What about palliative care in CF – it deserves and requires the same critical thinking, attention to outcomes and research as other aspects of care.

 

What is known of symptom prevalence and management as you live with CF?

Symptoms are common and troublesome – Sawicki reported a median of 10 symptoms, cough, breathlessness, lack of energy, pain and psychological symptoms.

Management strategies are drawn from first principles and from research in patients with cancer. That does not necessarily invalidate the strategies but neither does it support them in patients who are particularly susceptible to anticholinergic adverse effects. Guidance by the European Cystic Fibrosis Society is based on expert opinion. Research in the area of symptom management is urgently needed. International collaboration will yield data and results more rapidly.

 

What is known about prognostication and frailty in patients with CF?

Advanced CF lung disease (ACFLD) is associated with reduced quality of life, worsening symptoms, increased exacerbations and increased use of healthcare. All people referred for lung transplantation have a diagnosis of ACFLD. Why not involve palliative care at the rather late point of considering transplantation?

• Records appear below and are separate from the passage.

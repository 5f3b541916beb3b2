//! Property-based tests for stimulus list construction.

use std::collections::HashMap;

use proptest::prelude::*;
use rand::SeedableRng;
use rand::rngs::StdRng;

use cogex_core::{
    CatalogRow, ConditionFlags, ImageCondition, ImageContent, Key, Orientation, PresentationTime,
    StimulusSource,
};
use cogex_experiment::task::{ImageSorting, Task};
use cogex_experiment::{StimulusListBuilder, flip_count};

/// Strategy: a catalog of 0-40 distinct images with random content.
fn catalog_strategy() -> impl Strategy<Value = Vec<CatalogRow<ImageContent>>> {
    prop::collection::vec(any::<bool>(), 0..40).prop_map(|animals| {
        animals
            .into_iter()
            .enumerate()
            .map(|(i, animal)| CatalogRow {
                name: format!("img{i}"),
                category: if animal {
                    ImageContent::Animal
                } else {
                    ImageContent::Object
                },
                label: if animal { "animal" } else { "object" }.into(),
                source: StimulusSource::Image(format!("img{i}.png").into()),
            })
            .collect()
    })
}

fn flags(repeats: bool, flip: bool) -> ConditionFlags {
    ConditionFlags {
        repeats,
        flip,
        ..ConditionFlags::default()
    }
}

proptest! {
    // Every catalog item appears twice: once first, once repeated.
    #[test]
    fn repeats_show_each_item_twice(catalog in catalog_strategy(), seed in any::<u64>()) {
        let task = ImageSorting::default();
        let mut rng = StdRng::seed_from_u64(seed);
        let condition = StimulusListBuilder::new(&task, &catalog)
            .build(ImageCondition::AnimalLeft, flags(true, false), &mut rng);

        prop_assert_eq!(condition.len(), 2 * catalog.len());
        let mut classes: HashMap<&str, Vec<u8>> = HashMap::new();
        for stimulus in condition.iter() {
            classes.entry(stimulus.name.as_str()).or_default().push(stimulus.presentation.class());
        }
        prop_assert_eq!(classes.len(), catalog.len());
        for seen in classes.values() {
            prop_assert_eq!(seen, &vec![1u8, 2]);
        }
    }

    // A flipped list inverts exactly half of it, rounded to even.
    #[test]
    fn flip_inverts_half(catalog in catalog_strategy(), seed in any::<u64>(), repeats in any::<bool>()) {
        let task = ImageSorting::default();
        let mut rng = StdRng::seed_from_u64(seed);
        let condition = StimulusListBuilder::new(&task, &catalog)
            .build(ImageCondition::InversionSwap, flags(repeats, true), &mut rng);

        let inverted = condition.iter().filter(|s| s.orientation.is_inverted()).count();
        prop_assert_eq!(inverted, flip_count(condition.len()));
    }

    // The expected key always follows the mapping table.
    #[test]
    fn correct_response_matches_mapping(catalog in catalog_strategy(), seed in any::<u64>()) {
        let task = ImageSorting::default();
        let mut rng = StdRng::seed_from_u64(seed);
        let condition = StimulusListBuilder::new(&task, &catalog)
            .build(ImageCondition::InversionSwap, flags(false, true), &mut rng);

        for stimulus in condition.iter() {
            let expected = match (stimulus.category, stimulus.orientation) {
                (ImageContent::Animal, Orientation::Inverted)
                | (ImageContent::Object, Orientation::Upright) => "left",
                _ => "right",
            };
            prop_assert_eq!(&stimulus.correct_response, &Key::new(expected));
            prop_assert_eq!(
                &stimulus.correct_response,
                &task.correct_response(stimulus.category, stimulus.orientation, stimulus.condition)
            );
        }
    }

    // Same seed, same list.
    #[test]
    fn seeded_builds_are_reproducible(catalog in catalog_strategy(), seed in any::<u64>()) {
        let task = ImageSorting::default();
        let builder = StimulusListBuilder::new(&task, &catalog);
        let first = builder.build(ImageCondition::ObjectLeft, flags(true, true), &mut StdRng::seed_from_u64(seed));
        let second = builder.build(ImageCondition::ObjectLeft, flags(true, true), &mut StdRng::seed_from_u64(seed));
        prop_assert_eq!(first.stimuli, second.stimuli);
    }
}

#[test]
fn unflagged_list_keeps_catalog_content() {
    let catalog: Vec<_> = ["cat", "chair", "dog"]
        .iter()
        .map(|name| CatalogRow {
            name: name.to_string(),
            category: ImageContent::Animal,
            label: "animal".into(),
            source: StimulusSource::Image(format!("{name}.png").into()),
        })
        .collect();
    let task = ImageSorting::default();
    let condition = StimulusListBuilder::new(&task, &catalog).build(
        ImageCondition::AnimalLeft,
        ConditionFlags::default(),
        &mut StdRng::seed_from_u64(11),
    );

    let mut names: Vec<_> = condition.iter().map(|s| s.name.as_str()).collect();
    names.sort_unstable();
    assert_eq!(names, ["cat", "chair", "dog"]);
    assert!(
        condition
            .iter()
            .all(|s| s.presentation == PresentationTime::First && !s.orientation.is_inverted())
    );
}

It is necessary to further refine ACFLD, defining frailty in CF and allowing more tailored prognosis. What is important to most people and their loved ones is an understanding of their personal prognosis which affords an opportunity to ‘hope for the best and plan for the worst’.

 

What is known about advance care planning (ACP) in CF?

People with CF are thinking and worrying about their choices and future – Sawicki et al reported that 74% of people spoke with a non-healthcare practitioner, usually their family, about the care they would want when they became too ill to make decisions for themselves. Currently, most conversations are taking place in an emergency setting. Healthcare professionals need to step forward to offer an opportunity to start an advance care planning conversation.

 

What is known about the care of those who are dying of CF?

There has been little investigation and research into the care and management of people who are expected to die or those who are dying acutely and unexpectedly. Prospectively surveying all deaths and developing an annual audit would develop knowledge and improve care of both acute and expected deaths.

 

What is known about the bereavement of people whose loved one has died of CF?

Little is published in this area. Further research in the area of bereavement would be invaluable including understanding the effect on siblings and children of those who have died of CF disease.

 

Call to action

People with CF, their friends and families, healthcare practitioners and the charitable organisations that lobby to improve care and support the CF community should expect that research is undertaken into symptom management, care at the end of life and bereavement care.

Success in the care of people with CF can be claimed when the science of living and dying with the symptoms of CF catches up with the science of drug interventions.

 

Article reference: Miller MLiving and dying with cystic fibrosisBMJ Supportive & Palliative Care 2021;11:86-88.